These figures do not begin to describe the dangers and difficulties of the flight. Gobeil later claimed that in the days prior to departure, odds of seven to one had been laid by Dorval personnel against a successful crossing. 

Consider the problems. It was necessary that both aircraft be flown all the time; not for a minute could anyone relax. If the glider got too far below the tug it might stall the Dakota; if the Waco got too high it might tip the Dakota into a dive. Maintaining just the right height relationship was difficult enough in clear visibility, but with 350 feet of rope separating them there were times when fog and cloud cut off visual contact. It then became especially important for the glider pilots to watch the angle at which the tow cable fell away from their craft (the "angle of dangle") as this was the only indication of their position relative to the tug. During the run from Greenland to Iceland the Dakota and Waco were out of sight from one another for more than an hour.

Then there was the matter of turbulence; this could (and did) threaten to disrupt the height ratio between tug and glider; during one severe session between Dorval and Goose Bay the cargo shifted noticeably; Seys and Gobeil had to use to their combined strength to control the Waco. Gobeil described this portion of the flight vividly:

"At one moment the tow rope would be hanging like a limp, inert string; at the next if would be snapped straight, as taut and unquivering as a violin string. We feared the fittings would give way or the tow rope break. We were flying over the still-frozen waste of tundra in inner Labrador. Ice began to form on the wings of the glider and hoarfrost in the interior. The temperature dropped below zero. We had to detour around heavy, black rainstorms. We could not avoid all these storms and were forced to fly entirely on instruments for varying periods. Several times we considered turning back, but we decided to carry on. Finally, after three hours of this fearful pounding we sighted the Hamilton River and shortly after, the great aerodrome at Goose Bay. With a sigh of thanks we cut loose from the tug at 1,000 feet and landed."

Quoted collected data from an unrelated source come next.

//! 名簿操作のテスト
//!
//! ファイル実体の写真を使い、フォームコントローラで追加・編集・削除する

use nominee_common::{EditMode, Field, NomineeForm, Nominee, Submission};
use nominee_roster::photo_store::FilePhotoStore;
use std::path::PathBuf;
use tempfile::{tempdir, TempDir};

fn fill(form: &mut NomineeForm, first_name: &str) {
    form.set_field(Field::Honorific, "นาย");
    form.set_field(Field::FirstName, first_name);
    form.set_field(Field::LastName, "ใจดี");
    form.set_field(Field::CareerHistory, "อดีตนายอำเภอ");
    form.set_field(Field::Achievements, "ขุดลอกคลอง");
    form.set_field(Field::Position, "รัฐมนตรีช่วยว่าการกระทรวง");
    form.set_field(Field::Party, "พรรคพลังสังคม");
}

fn photo(dir: &TempDir, name: &str) -> PathBuf {
    let path = dir.path().join(name);
    std::fs::write(&path, name.as_bytes()).unwrap();
    path
}

/// 写真付きの [A, B, C]
fn three_records(dir: &TempDir, store: &mut FilePhotoStore) -> NomineeForm {
    let mut form = NomineeForm::new();
    for name in ["A", "B", "C"] {
        form.select_photo(store, &[photo(dir, &format!("{}.jpg", name))]).unwrap();
        fill(&mut form, name);
        assert!(matches!(form.submit(store), Submission::Added(_)));
    }
    form
}

fn first_names(records: &[Nominee]) -> Vec<&str> {
    records.iter().map(|r| r.first_name.as_str()).collect()
}

/// 必須項目が空: その項目だけエラー、リストは変わらない
#[test]
fn test_blank_field_rejected_without_mutation() {
    let mut store = FilePhotoStore::default();
    let mut form = NomineeForm::new();
    fill(&mut form, "A");
    form.submit(&mut store);

    for field in [Field::FirstName, Field::LastName, Field::CareerHistory, Field::Achievements] {
        fill(&mut form, "B");
        form.set_field(field, "  ");
        assert_eq!(form.submit(&mut store), Submission::Rejected(1));
        assert!(form.errors().contains(field));
        assert_eq!(form.records().len(), 1);
    }
}

/// 固定値以外の選択はエラー
#[test]
fn test_out_of_set_selection_rejected() {
    let mut store = FilePhotoStore::default();
    for (field, value) in [
        (Field::Honorific, "นางสาว"),
        (Field::Position, "ประธานสภา"),
        (Field::Party, "พรรคก้าวไกล"),
    ] {
        let mut form = NomineeForm::new();
        fill(&mut form, "A");
        form.set_field(field, value);
        assert_eq!(form.submit(&mut store), Submission::Rejected(1));
        assert!(form.errors().contains(field));
        assert!(form.records().is_empty());
    }
}

/// 追加は末尾、既存の順序は保つ
#[test]
fn test_add_appends_in_order() {
    let dir = tempdir().expect("Failed to create temp dir");
    let mut store = FilePhotoStore::default();
    let mut form = three_records(&dir, &mut store);

    fill(&mut form, "D");
    assert_eq!(form.submit(&mut store), Submission::Added(3));
    assert_eq!(first_names(form.records()), vec!["A", "B", "C", "D"]);
    // 写真なしで追加
    assert!(form.records()[3].photo.is_none());
}

/// [A, B, C] で delete(1) → [A, C]、0番を編集すると A の姓だけ変わる
#[test]
fn test_delete_then_edit_example() {
    let dir = tempdir().expect("Failed to create temp dir");
    let mut store = FilePhotoStore::default();
    let mut form = three_records(&dir, &mut store);
    let before = form.records().to_vec();

    form.delete(&mut store, 1).unwrap();
    assert_eq!(form.records(), &[before[0].clone(), before[2].clone()]);

    form.start_edit(&mut store, 0).unwrap();
    form.set_field(Field::LastName, "สุขใจ");
    assert_eq!(form.submit(&mut store), Submission::Updated(0));

    let edited = &form.records()[0];
    assert_eq!(edited.last_name, "สุขใจ");
    assert_eq!(
        Nominee { last_name: before[0].last_name.clone(), ..edited.clone() },
        before[0]
    );
    assert_eq!(form.records()[1], before[2]);
}

/// 削除したレコードの写真は解放、残りはそのまま
#[test]
fn test_delete_releases_photo_handle() {
    let dir = tempdir().expect("Failed to create temp dir");
    let mut store = FilePhotoStore::default();
    let mut form = three_records(&dir, &mut store);
    let deleted = form.records()[1].photo.clone().unwrap();

    form.delete(&mut store, 1).unwrap();

    assert_eq!(store.live(), 2);
    assert!(store.resolve(&deleted).is_none());
    for record in form.records() {
        assert!(store.resolve(record.photo.as_ref().unwrap()).is_some());
    }
}

/// 選択直後にプレビューがあり、選んだファイルを指す
#[test]
fn test_preview_after_selection() {
    let dir = tempdir().expect("Failed to create temp dir");
    let mut store = FilePhotoStore::default();
    let mut form = NomineeForm::new();
    let file = photo(&dir, "face.jpg");

    form.select_photo(&mut store, &[file.clone()]).unwrap();

    let preview = form.preview().expect("preview expected");
    assert_eq!(store.resolve(preview), Some(file.as_path()));
}

/// ファイルがなければ選択なしのまま
#[test]
fn test_missing_photo_file() {
    let mut store = FilePhotoStore::default();
    let mut form = NomineeForm::new();

    let result = form.select_photo(&mut store, &[PathBuf::from("/nonexistent/face.jpg")]);
    assert!(result.is_err());
    assert!(form.values().photo.is_none());
}

/// 編集中のレコードを削除すると追加モードに戻る
#[test]
fn test_delete_record_under_edit() {
    let dir = tempdir().expect("Failed to create temp dir");
    let mut store = FilePhotoStore::default();
    let mut form = three_records(&dir, &mut store);

    form.start_edit(&mut store, 1).unwrap();
    form.delete(&mut store, 1).unwrap();
    assert_eq!(form.mode(), EditMode::Adding);

    fill(&mut form, "D");
    assert_eq!(form.submit(&mut store), Submission::Added(2));
    assert_eq!(first_names(form.records()), vec!["A", "C", "D"]);
}

/// 選び直しに失敗しても解放済みの写真をプレビューしない
#[test]
fn test_failed_reselect_clears_preview() {
    let dir = tempdir().expect("Failed to create temp dir");
    let mut store = FilePhotoStore::default();
    let mut form = NomineeForm::new();
    form.select_photo(&mut store, &[photo(&dir, "a.jpg")]).unwrap();

    let result = form.select_photo(&mut store, &[dir.path().join("missing.jpg")]);

    assert!(result.is_err());
    assert_eq!(store.live(), 0);
    assert!(form.preview().is_none());
}
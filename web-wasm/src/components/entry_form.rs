//! 入力フォームコンポーネント

use leptos::ev::{Event, MouseEvent, SubmitEvent};
use leptos::html;
use leptos::prelude::*;
use nominee_common::{labels, Field, NomineeForm, Submission};
use web_sys::HtmlInputElement;
use crate::components::clear_file_input;
use crate::photo_store::ObjectUrlStore;

#[component]
pub fn EntryForm(
    form: RwSignal<NomineeForm>,
    photos: StoredValue<ObjectUrlStore, LocalStorage>,
    file_input: NodeRef<html::Input>,
    preview_width: u32,
) -> impl IntoView {
    let on_submit = move |ev: SubmitEvent| {
        ev.prevent_default();
        let mut submission = None;
        photos.update_value(|store| {
            form.update(|f| submission = Some(f.submit(store)));
        });
        if matches!(submission, Some(Submission::Added(_) | Submission::Updated(_))) {
            clear_file_input(file_input);
        }
    };

    let on_cancel = move |_: MouseEvent| {
        photos.update_value(|store| form.update(|f| f.cancel(store)));
        clear_file_input(file_input);
    };

    let on_photo_change = move |ev: Event| {
        let input: HtmlInputElement = event_target(&ev);
        let files: Vec<web_sys::File> = input
            .files()
            .map(|list| (0..list.length()).filter_map(|i| list.get(i)).collect())
            .unwrap_or_default();

        let mut outcome = Ok(());
        photos.update_value(|store| {
            form.update(|f| outcome = f.select_photo(store, &files));
        });
        if let Err(e) = outcome {
            tracing::warn!("photo selection failed: {}", e);
        }
    };

    let preview = move || {
        form.with(|f| f.preview().map(|h| h.as_str().to_string()))
            .map(|src| view! {
                <img
                    src=src
                    alt=labels::PREVIEW_ALT
                    style=format!("width: {}px; margin-top: 5px", preview_width)
                />
            })
    };

    view! {
        <form class="entry-form" on:submit=on_submit novalidate=true>
            <SelectInput form=form field=Field::Honorific />
            <TextInput form=form field=Field::FirstName />
            <TextInput form=form field=Field::LastName />
            <TextInput form=form field=Field::CareerHistory />
            <TextInput form=form field=Field::Achievements />

            <div class="form-group">
                <input
                    type="file"
                    accept="image/*"
                    node_ref=file_input
                    on:change=on_photo_change
                />
                <FieldError form=form field=Field::Photo />
                {preview}
            </div>

            <SelectInput form=form field=Field::Position />
            <SelectInput form=form field=Field::Party />

            <div class="form-actions">
                <button type="submit" class="btn btn-primary">
                    {move || form.with(|f| f.submit_label())}
                </button>
                <Show when=move || form.with(|f| f.is_editing())>
                    <button type="button" class="btn btn-secondary" on:click=on_cancel>
                        {labels::BUTTON_CANCEL}
                    </button>
                </Show>
            </div>
        </form>
    }
}

#[component]
fn TextInput(form: RwSignal<NomineeForm>, field: Field) -> impl IntoView {
    view! {
        <div class="form-group">
            <input
                type="text"
                name=field.name()
                placeholder=labels::field_label(field)
                prop:value=move || form.with(|f| f.value(field).to_string())
                on:input=move |ev| {
                    form.update(|f| f.set_field(field, event_target_value(&ev)));
                }
            />
            <FieldError form=form field=field />
        </div>
    }
}

#[component]
fn SelectInput(form: RwSignal<NomineeForm>, field: Field) -> impl IntoView {
    let options = labels::field_options(field).unwrap_or_default();

    view! {
        <div class="form-group">
            <select
                name=field.name()
                on:change=move |ev| {
                    form.update(|f| f.set_field(field, event_target_value(&ev)));
                }
            >
                <option
                    value=""
                    prop:selected=move || form.with(|f| f.value(field).is_empty())
                >
                    {labels::field_label(field)}
                </option>
                {options
                    .into_iter()
                    .map(move |option| view! {
                        <option
                            value=option
                            prop:selected=move || form.with(|f| f.value(field) == option)
                        >
                            {option}
                        </option>
                    })
                    .collect_view()}
            </select>
            <FieldError form=form field=field />
        </div>
    }
}

/// 登録が弾かれた後に項目の下に出すメッセージ
#[component]
fn FieldError(form: RwSignal<NomineeForm>, field: Field) -> impl IntoView {
    move || {
        form.with(|f| f.errors().get(field).map(str::to_string))
            .map(|message| view! { <div class="field-error">{message}</div> })
    }
}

Concerns about the tow rope intensified; at Bluie West One they discovered that one strand in three had worn clear through, and the rope had to be respliced before continuing. Further rope repairs were needed at Reykjavik when Longhurst had to drop the cable on the runway rather than risk dragging part of it over houses that encroached on the field.

"VooDoo" delivered 3,000 pounds of cargo to Britain - serum, truck parts and radio components. C.G. Gray, editor of The Aeroplane dismissed it as an impractical stunt; the Dakota alone could have delivered as much in less time. The fact that the effort was never repeated proves his point. Some lessons might have been learned that later benefitted airborne landings in Burma and Normandy, but proof of a connection has not been found. Nevertheless, it was a triumph of ingenuity and courage; Seys, Gobeil and Longhurst all received Air Force Crosses


----------



## Airframes (Jan 6, 2012)

That was one heck of a feat! Incredible effort and courage involved by all, especially the glider crew.


----------



## Aaron Brooks Wolters (Jan 6, 2012)

No kidding!


----------



## proton45 (Jan 6, 2012)

Thanks, I always enjoy a trip to the museum.


----------